Ömer Uzun

Personal information
- Date of birth: 23 February 2000 (age 26)
- Place of birth: Dortmund, Germany
- Height: 1.85 m (6 ft 1 in)
- Position: Forward

Team information
- Current team: Malatya Yeşilyurt SK
- Number: 13

Youth career
- 0000–2014: FSV Witten
- 2014–2019: VfL Bochum

Senior career*
- Years: Team / Apps / (Gls)
- 2019–2021: Kayserispor / 5 / (1)
- 2021–2022: Ankara Keçiörengücü / 5 / (0)
- 2022: → Nazilli Belediyespor (loan) / 11 / (2)
- 2022–2023: Şanlıurfaspor / 4 / (0)
- 2023–2024: Rot Weiss Ahlen / 26 / (10)
- 2024–2026: Rot-Weiß Erfurt / 38 / (6)
- 2026-: Malatya Yeşilyurt SK / 9 / (2)

International career^{‡}
- 2018–2019: Turkey U19 / 8 / (3)

= Ömer Uzun =

Turkish football player

Ömer Uzun (born 23 February 2000) is a professional footballer who plays as a forward for Malatya Yeşilyurt SK in the TFF 3. Lig.
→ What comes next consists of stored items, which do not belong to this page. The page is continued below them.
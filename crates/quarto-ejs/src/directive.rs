/*
 * directive.rs
 * Copyright (c) 2025 Posit, PBC
 */

//! Directive recognition.
//!
//! A directive is a keyword-led instruction that forms the whole content of
//! an evaluate tag (`<% include header %>`). The compiler rewrites directives
//! instead of forwarding them to the evaluator.

use std::sync::LazyLock;

use regex::Regex;

static FILE_INCLUDE: LazyLock<Regex> = LazyLock::new(|| {
    Regex::new(r"^\s*include\s+(\S+)(?:\s+([\s\S]*))?$").expect("valid regex")
});
static COMPONENT_INCLUDE: LazyLock<Regex> = LazyLock::new(|| {
    Regex::new(r"^\s*includeModule\s+(\S+)(?:\s+([\s\S]*))?$").expect("valid regex")
});
static SCRIPT_REF: LazyLock<Regex> =
    LazyLock::new(|| Regex::new(r"^\s*includeJs\s+(\S+)").expect("valid regex"));
static STYLE_REF: LazyLock<Regex> =
    LazyLock::new(|| Regex::new(r"^\s*includeCss\s+(\S+)").expect("valid regex"));
static BEGIN_EXTRACT: LazyLock<Regex> =
    LazyLock::new(|| Regex::new(r"^\s*includeAt\s+([\s\S]*)$").expect("valid regex"));
static END_EXTRACT: LazyLock<Regex> =
    LazyLock::new(|| Regex::new(r"^\s*endAt\s*$").expect("valid regex"));

/// A recognized directive.
#[derive(Debug, Clone, PartialEq, Eq)]
pub enum Directive {
    /// `include <path> [<params>]`
    FileInclude {
        path: String,
        params: Option<String>,
    },
    /// `includeModule <name> [<params>]`
    ComponentInclude {
        name: String,
        params: Option<String>,
    },
    /// `includeJs <ref>`
    ScriptRef(String),
    /// `includeCss <ref>`
    StyleRef(String),
    /// `includeAt <params-expression>`
    BeginExtract { params: String },
    /// `endAt`
    EndExtract,
}

impl Directive {
    /// Parse the content of an evaluate tag. Returns `None` for ordinary code.
    ///
    /// Patterns are tried in a fixed order and the first match wins.
    pub fn parse(content: &str) -> Option<Directive> {
        if let Some(caps) = FILE_INCLUDE.captures(content) {
            return Some(Directive::FileInclude {
                path: caps[1].to_string(),
                params: optional_params(caps.get(2).map(|m| m.as_str())),
            });
        }
        if let Some(caps) = COMPONENT_INCLUDE.captures(content) {
            return Some(Directive::ComponentInclude {
                name: caps[1].to_string(),
                params: optional_params(caps.get(2).map(|m| m.as_str())),
            });
        }
        if let Some(caps) = SCRIPT_REF.captures(content) {
            return Some(Directive::ScriptRef(caps[1].to_string()));
        }
        if let Some(caps) = STYLE_REF.captures(content) {
            return Some(Directive::StyleRef(caps[1].to_string()));
        }
        if let Some(caps) = BEGIN_EXTRACT.captures(content) {
            let params: String = caps[1]
                .chars()
                .filter(|c| !matches!(c, '\r' | '\n' | '\t'))
                .collect();
            return Some(Directive::BeginExtract {
                params: params.trim().to_string(),
            });
        }
        if END_EXTRACT.is_match(content) {
            return Some(Directive::EndExtract);
        }
        None
    }

    /// Directive keyword, for logging.
    pub fn keyword(&self) -> &'static str {
        match self {
            Directive::FileInclude { .. } => "include",
            Directive::ComponentInclude { .. } => "includeModule",
            Directive::ScriptRef(_) => "includeJs",
            Directive::StyleRef(_) => "includeCss",
            Directive::BeginExtract { .. } => "includeAt",
            Directive::EndExtract => "endAt",
        }
    }
}

fn optional_params(params: Option<&str>) -> Option<String> {
    params
        .map(str::trim)
        .filter(|p| !p.is_empty())
        .map(str::to_string)
}

#[cfg(test)]
mod tests {
    use super::*;

    #[test]
    fn test_file_include() {
        assert_eq!(
            Directive::parse(" include partials/header "),
            Some(Directive::FileInclude {
                path: "partials/header".to_string(),
                params: None,
            })
        );
        assert_eq!(
            Directive::parse(" include header {title: 'Home'} "),
            Some(Directive::FileInclude {
                path: "header".to_string(),
                params: Some("{title: 'Home'}".to_string()),
            })
        );
    }

    #[test]
    fn test_component_include_is_not_a_file_include() {
        assert_eq!(
            Directive::parse(" includeModule nav {active: 'home'} "),
            Some(Directive::ComponentInclude {
                name: "nav".to_string(),
                params: Some("{active: 'home'}".to_string()),
            })
        );
        assert_eq!(
            Directive::parse("includeModule footer"),
            Some(Directive::ComponentInclude {
                name: "footer".to_string(),
                params: None,
            })
        );
    }

    #[test]
    fn test_asset_references() {
        assert_eq!(
            Directive::parse(" includeJs js/app.js "),
            Some(Directive::ScriptRef("js/app.js".to_string()))
        );
        assert_eq!(
            Directive::parse(" includeCss https://cdn.example.com/a.css "),
            Some(Directive::StyleRef(
                "https://cdn.example.com/a.css".to_string()
            ))
        );
    }

    #[test]
    fn test_extraction_markers() {
        assert_eq!(
            Directive::parse(" includeAt {\n\tx: 1\r\n} "),
            Some(Directive::BeginExtract {
                params: "{x: 1}".to_string(),
            })
        );
        assert_eq!(Directive::parse(" endAt "), Some(Directive::EndExtract));
        assert_eq!(Directive::parse("endAt()"), None);
    }

    #[test]
    fn test_ordinary_code_is_not_a_directive() {
        assert_eq!(Directive::parse(" if (include) { "), None);
        assert_eq!(Directive::parse(" includes.forEach(f) "), None);
        assert_eq!(Directive::parse(" var include = 1 "), None);
        assert_eq!(Directive::parse(" include "), None);
    }

    #[test]
    fn test_keyword() {
        assert_eq!(Directive::EndExtract.keyword(), "endAt");
        assert_eq!(Directive::ScriptRef("a".to_string()).keyword(), "includeJs");
    }
}
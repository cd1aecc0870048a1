/*
 * main.rs
 * Copyright (c) 2025 Posit, PBC
 *
 * Command-line front end for the EJS template compiler
 */

use std::path::PathBuf;

use anyhow::Result;
use clap::{Args, Parser, Subcommand};
use tracing_subscriber::{layer::SubscriberExt, util::SubscriberInitExt};

mod commands;
mod config;

use commands::GlobalArgs;
use commands::render::RenderArgs;

#[derive(Parser)]
#[command(name = "quarto-ejs")]
#[command(version)]
#[command(about = "Compile and render EJS templates", long_about = None)]
struct Cli {
    #[command(flatten)]
    global: GlobalFlags,

    #[command(subcommand)]
    command: Commands,
}

#[derive(Args)]
struct GlobalFlags {
    /// Project configuration file (defaults to ejs.yml next to the template)
    #[arg(long, global = true)]
    config: Option<PathBuf>,

    /// Tag delimiter character
    #[arg(long, global = true)]
    delimiter: Option<char>,

    /// Strip leading and trailing whitespace on every line
    #[arg(long, global = true)]
    trim_whitespace: bool,

    /// Do not annotate runtime errors with source context
    #[arg(long, global = true)]
    no_compile_diagnostics: bool,

    /// Log the generated source
    #[arg(long, global = true)]
    debug: bool,
}

#[derive(Subcommand)]
enum Commands {
    /// Render a template
    Render {
        /// Template file
        input: PathBuf,

        /// Data context as inline JSON
        #[arg(long, conflicts_with = "data_file")]
        data: Option<String>,

        /// Data context file (JSON, or YAML with a .yml/.yaml extension)
        #[arg(long)]
        data_file: Option<PathBuf>,

        /// Print output and extracted blocks as JSON
        #[arg(long)]
        blocks: bool,

        /// Write output to FILE instead of stdout
        #[arg(short = 'o', long)]
        output: Option<PathBuf>,
    },

    /// Print the generated source of a template
    Compile {
        /// Template file
        input: PathBuf,
    },

    /// Print build-tool code for a template (directives are dropped)
    Prebuild {
        /// Template file
        input: PathBuf,
    },

    /// Print the dependency metadata of a template as JSON
    Deps {
        /// Template file
        input: PathBuf,
    },

    /// List the asset markers in rendered output
    Markers {
        /// Rendered output file
        input: PathBuf,

        /// Remove the markers and print the remaining text with them
        #[arg(long)]
        strip: bool,
    },
}

fn main() -> Result<()> {
    let cli = Cli::parse();

    // Initialize logging
    let default_filter = if cli.global.debug {
        "quarto_ejs=debug"
    } else {
        "quarto_ejs=info"
    };
    tracing_subscriber::registry()
        .with(
            tracing_subscriber::EnvFilter::try_from_default_env()
                .unwrap_or_else(|_| default_filter.into()),
        )
        .with(tracing_subscriber::fmt::layer().with_writer(std::io::stderr))
        .init();

    let global = GlobalArgs {
        config: cli.global.config,
        delimiter: cli.global.delimiter,
        trim_whitespace: cli.global.trim_whitespace,
        no_compile_diagnostics: cli.global.no_compile_diagnostics,
        debug: cli.global.debug,
    };

    match cli.command {
        Commands::Render {
            input,
            data,
            data_file,
            blocks,
            output,
        } => commands::render::execute(
            &global,
            &RenderArgs {
                input,
                data,
                data_file,
                blocks,
                output,
            },
        ),
        Commands::Compile { input } => commands::compile::execute(&global, &input),
        Commands::Prebuild { input } => commands::compile::prebuild(&global, &input),
        Commands::Deps { input } => commands::deps::execute(&global, &input),
        Commands::Markers { input, strip } => commands::deps::markers(&global, &input, strip),
    }
}
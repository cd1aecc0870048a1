/*
 * value.rs
 * Copyright (c) 2025 Posit, PBC
 */

//! JavaScript value semantics over `serde_json::Value`.
//!
//! `null` stands in for both `null` and `undefined`. Numbers that are not
//! representable in JSON (NaN, infinities) become `null` when stored.

use serde_json::{Number, Value};

use crate::error::{EvalError, EvalResult};
use crate::evaluator::{display_value, format_number};

/// Largest integer an `f64` holds exactly.
const MAX_SAFE_INTEGER: f64 = 9_007_199_254_740_991.0;

pub(crate) fn number(n: f64) -> Value {
    if n.fract() == 0.0 && n.abs() <= MAX_SAFE_INTEGER {
        // -0 prints as 0
        Value::from(n as i64)
    } else {
        Number::from_f64(n).map_or(Value::Null, Value::Number)
    }
}

pub(crate) fn to_number(value: &Value) -> f64 {
    match value {
        Value::Null => f64::NAN,
        Value::Bool(b) => f64::from(u8::from(*b)),
        Value::Number(n) => n.as_f64().unwrap_or(f64::NAN),
        Value::String(s) => {
            let s = s.trim();
            if s.is_empty() {
                0.0
            } else {
                s.parse::<f64>().unwrap_or(f64::NAN)
            }
        }
        Value::Array(items) => match items.as_slice() {
            [] => 0.0,
            [single] => to_number(single),
            _ => f64::NAN,
        },
        Value::Object(_) => f64::NAN,
    }
}

/// `String(value)`
pub(crate) fn to_js_string(value: &Value) -> String {
    match value {
        Value::Null => "undefined".to_string(),
        other => display_value(other),
    }
}

pub(crate) fn type_of(value: &Value) -> &'static str {
    match value {
        Value::Null => "undefined",
        Value::Bool(_) => "boolean",
        Value::Number(_) => "number",
        Value::String(_) => "string",
        Value::Array(_) | Value::Object(_) => "object",
    }
}

/// `===`
pub(crate) fn strict_equals(a: &Value, b: &Value) -> bool {
    match (a, b) {
        (Value::Number(x), Value::Number(y)) => x.as_f64() == y.as_f64(),
        _ => a == b,
    }
}

/// `==`
pub(crate) fn loose_equals(a: &Value, b: &Value) -> bool {
    match (a, b) {
        (Value::Null, Value::Null) => true,
        (Value::Null, _) | (_, Value::Null) => false,
        (Value::Bool(_), _) | (_, Value::Bool(_)) => {
            let (x, y) = (to_number(a), to_number(b));
            x == y
        }
        (Value::Number(_), Value::String(_)) | (Value::String(_), Value::Number(_)) => {
            to_number(a) == to_number(b)
        }
        (Value::Array(_) | Value::Object(_), Value::String(_) | Value::Number(_))
        | (Value::String(_) | Value::Number(_), Value::Array(_) | Value::Object(_)) => {
            to_js_string(a) == to_js_string(b)
        }
        _ => strict_equals(a, b),
    }
}

/// `<`, `>`, `<=`, `>=` as an ordering; `None` when incomparable (NaN).
pub(crate) fn compare(a: &Value, b: &Value) -> Option<std::cmp::Ordering> {
    match (a, b) {
        (Value::String(x), Value::String(y)) => Some(x.cmp(y)),
        _ => to_number(a).partial_cmp(&to_number(b)),
    }
}

/// `+`: string concatenation when either side is not a primitive number.
pub(crate) fn add(a: &Value, b: &Value) -> Value {
    let concatenates = |v: &Value| matches!(v, Value::String(_) | Value::Array(_) | Value::Object(_));
    if concatenates(a) || concatenates(b) {
        Value::String(to_js_string(a) + &to_js_string(b))
    } else {
        number(to_number(a) + to_number(b))
    }
}

/// Key used when a value indexes an object.
pub(crate) fn property_key(value: &Value) -> String {
    match value {
        Value::String(s) => s.clone(),
        Value::Number(n) => n.as_f64().map(format_number).unwrap_or_default(),
        other => to_js_string(other),
    }
}

/// Array position for an index value, if it is a non-negative integer.
pub(crate) fn array_index(value: &Value) -> Option<usize> {
    let n = match value {
        Value::Number(n) => n.as_f64()?,
        Value::String(s) => s.parse::<f64>().ok()?,
        _ => return None,
    };
    (n >= 0.0 && n.fract() == 0.0).then_some(n as usize)
}

/// `value.name`
pub(crate) fn get_property(value: &Value, name: &str) -> EvalResult<Value> {
    match value {
        Value::Null => Err(EvalError::type_error(format!(
            "Cannot read properties of undefined (reading '{name}')"
        ))),
        Value::String(s) if name == "length" => Ok(Value::from(s.chars().count())),
        Value::Array(items) if name == "length" => Ok(Value::from(items.len())),
        Value::Array(items) => Ok(name
            .parse::<usize>()
            .ok()
            .and_then(|i| items.get(i).cloned())
            .unwrap_or(Value::Null)),
        Value::Object(map) => Ok(map.get(name).cloned().unwrap_or(Value::Null)),
        _ => Ok(Value::Null),
    }
}

/// `value[index]`
pub(crate) fn get_index(value: &Value, index: &Value) -> EvalResult<Value> {
    match value {
        Value::Array(items) => Ok(match array_index(index) {
            Some(i) => items.get(i).cloned().unwrap_or(Value::Null),
            None => get_property(value, &property_key(index))?,
        }),
        Value::String(s) => Ok(match array_index(index) {
            Some(i) => s
                .chars()
                .nth(i)
                .map_or(Value::Null, |c| Value::String(c.to_string())),
            None => get_property(value, &property_key(index))?,
        }),
        _ => get_property(value, &property_key(index)),
    }
}

/// `target.name = value`
pub(crate) fn set_property(target: &mut Value, name: String, value: Value) -> EvalResult<()> {
    match target {
        Value::Object(map) => {
            map.insert(name, value);
            Ok(())
        }
        Value::Array(_) => {
            let index = Value::String(name);
            set_index(target, &index, value)
        }
        other => Err(EvalError::type_error(format!(
            "Cannot set properties of {} (setting '{name}')",
            type_of(other)
        ))),
    }
}

/// `target[index] = value`
pub(crate) fn set_index(target: &mut Value, index: &Value, value: Value) -> EvalResult<()> {
    if let Value::Array(items) = target {
        let Some(i) = array_index(index) else {
            return Err(EvalError::type_error(format!(
                "Invalid array index {}",
                to_js_string(index)
            )));
        };
        if i >= items.len() {
            items.resize(i + 1, Value::Null);
        }
        items[i] = value;
        return Ok(());
    }
    set_property(target, property_key(index), value)
}
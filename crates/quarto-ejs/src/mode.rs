/*
 * mode.rs
 * Copyright (c) 2025 Posit, PBC
 */

//! Tag-mode state machine.
//!
//! Consumes segments in order and emits program instructions. Tag segments
//! switch the current [`Mode`]; literal segments are interpreted according to
//! the mode they appear in.

use std::borrow::Cow;
use std::sync::LazyLock;

use regex::Regex;

use crate::options::CompileOptions;
use crate::program::{Instruction, Program};
use crate::tokenizer::{Segment, TagKind};

static TRAILING_SEMICOLON: LazyLock<Regex> =
    LazyLock::new(|| Regex::new(r";\s*$").expect("valid regex"));

/// Interpretation state of the content following an opening tag.
#[derive(Debug, Clone, Copy, PartialEq, Eq)]
pub enum Mode {
    /// `<%` / `<%_`: statements
    Eval,
    /// `<%=`: escaped output
    Escaped,
    /// `<%-`: unescaped output
    Raw,
    /// `<%#`: discarded
    Comment,
    /// `<%%`: literal delimiter text
    Literal,
}

impl Mode {
    fn for_opener(tag: TagKind) -> Option<Mode> {
        match tag {
            TagKind::Open | TagKind::OpenSlurp => Some(Mode::Eval),
            TagKind::OpenEscaped => Some(Mode::Escaped),
            TagKind::OpenRaw => Some(Mode::Raw),
            TagKind::OpenComment => Some(Mode::Comment),
            TagKind::LiteralDelimiter => Some(Mode::Literal),
            TagKind::Close | TagKind::CloseTrim | TagKind::CloseSlurp => None,
        }
    }
}

#[derive(Debug)]
pub struct ModeMachine {
    delimiter: char,
    mode: Option<Mode>,
    truncate: bool,
    current_line: usize,
    trim_whitespace: bool,
    drop_blank_segments: bool,
    compile_diagnostics: bool,
}

impl ModeMachine {
    pub fn new(options: &CompileOptions) -> Self {
        Self {
            delimiter: options.delimiter,
            mode: None,
            truncate: false,
            current_line: 1,
            trim_whitespace: options.trim_whitespace,
            drop_blank_segments: options.drop_blank_segments,
            compile_diagnostics: options.compile_diagnostics,
        }
    }

    pub fn mode(&self) -> Option<Mode> {
        self.mode
    }

    /// 1-based line of the next segment.
    pub fn current_line(&self) -> usize {
        self.current_line
    }

    /// Process one segment.
    pub fn scan(&mut self, segment: &Segment<'_>, program: &mut Program) {
        match segment.tag {
            Some(tag) => self.scan_tag(tag, segment.text, program),
            None => {
                let blank = self.drop_blank_segments && segment.text.trim().is_empty();
                let text = if blank { "" } else { segment.text };
                self.scan_text(text, program);
            }
        }
        self.advance_lines(segment.newline_count(), program);
    }

    /// Move the line counter past `count` line breaks consumed elsewhere.
    pub fn advance_lines(&mut self, count: usize, program: &mut Program) {
        if count == 0 {
            return;
        }
        self.current_line += count;
        if self.compile_diagnostics {
            program.push(Instruction::Line(self.current_line));
        }
    }

    fn scan_tag(&mut self, tag: TagKind, text: &str, program: &mut Program) {
        if tag.is_closer() {
            if self.mode == Some(Mode::Literal) {
                self.add_output(text, program);
            }
            self.mode = None;
            self.truncate = matches!(tag, TagKind::CloseTrim | TagKind::CloseSlurp);
            return;
        }

        self.mode = Mode::for_opener(tag);
        if tag == TagKind::LiteralDelimiter {
            program.push(Instruction::Append(TagKind::Open.text(self.delimiter)));
        }
    }

    fn scan_text(&mut self, text: &str, program: &mut Program) {
        let Some(mode) = self.mode else {
            self.add_output(text, program);
            return;
        };

        match mode {
            Mode::Eval => program.push(Instruction::Exec(close_line_comment(text))),
            Mode::Escaped => program.push(Instruction::AppendEscaped(output_expression(text))),
            Mode::Raw => program.push(Instruction::AppendRaw(output_expression(text))),
            Mode::Comment => {}
            Mode::Literal => self.add_output(text, program),
        }
    }

    fn add_output(&mut self, text: &str, program: &mut Program) {
        let text = if self.truncate {
            self.truncate = false;
            remove_first_newline(text)
        } else if self.trim_whitespace {
            Cow::Borrowed(text.strip_prefix('\n').unwrap_or(text))
        } else {
            Cow::Borrowed(text)
        };
        if text.is_empty() {
            return;
        }
        program.push(Instruction::Append(text.into_owned()));
    }
}

/// A trimming closer removes the first `\n` of the next output text,
/// wherever it occurs. A `\r` in front of it is kept.
fn remove_first_newline(text: &str) -> Cow<'_, str> {
    match text.find('\n') {
        Some(index) => Cow::Owned(format!("{}{}", &text[..index], &text[index + 1..])),
        None => Cow::Borrowed(text),
    }
}

/// A `//` comment after the fragment's last line break would swallow
/// whatever follows the fragment, so end it with a line break.
fn close_line_comment(text: &str) -> String {
    let comment = text.rfind("//");
    let newline = text.rfind('\n');
    match (comment, newline) {
        (Some(c), Some(n)) if c > n => format!("{text}\n"),
        (Some(_), None) => format!("{text}\n"),
        _ => text.to_string(),
    }
}

fn output_expression(text: &str) -> String {
    let text = close_line_comment(text);
    TRAILING_SEMICOLON.replace(&text, "").trim().to_string()
}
Born in Germany, he has represented Turkey at youth level.

==Professional career==
On 6 July 2019, Uzun signed a professional contract with Kayserispor. Uzun made his professional debut with Kayserispor in a 4-1 Süper Lig loss to İstanbul Başakşehir on 22 December 2019.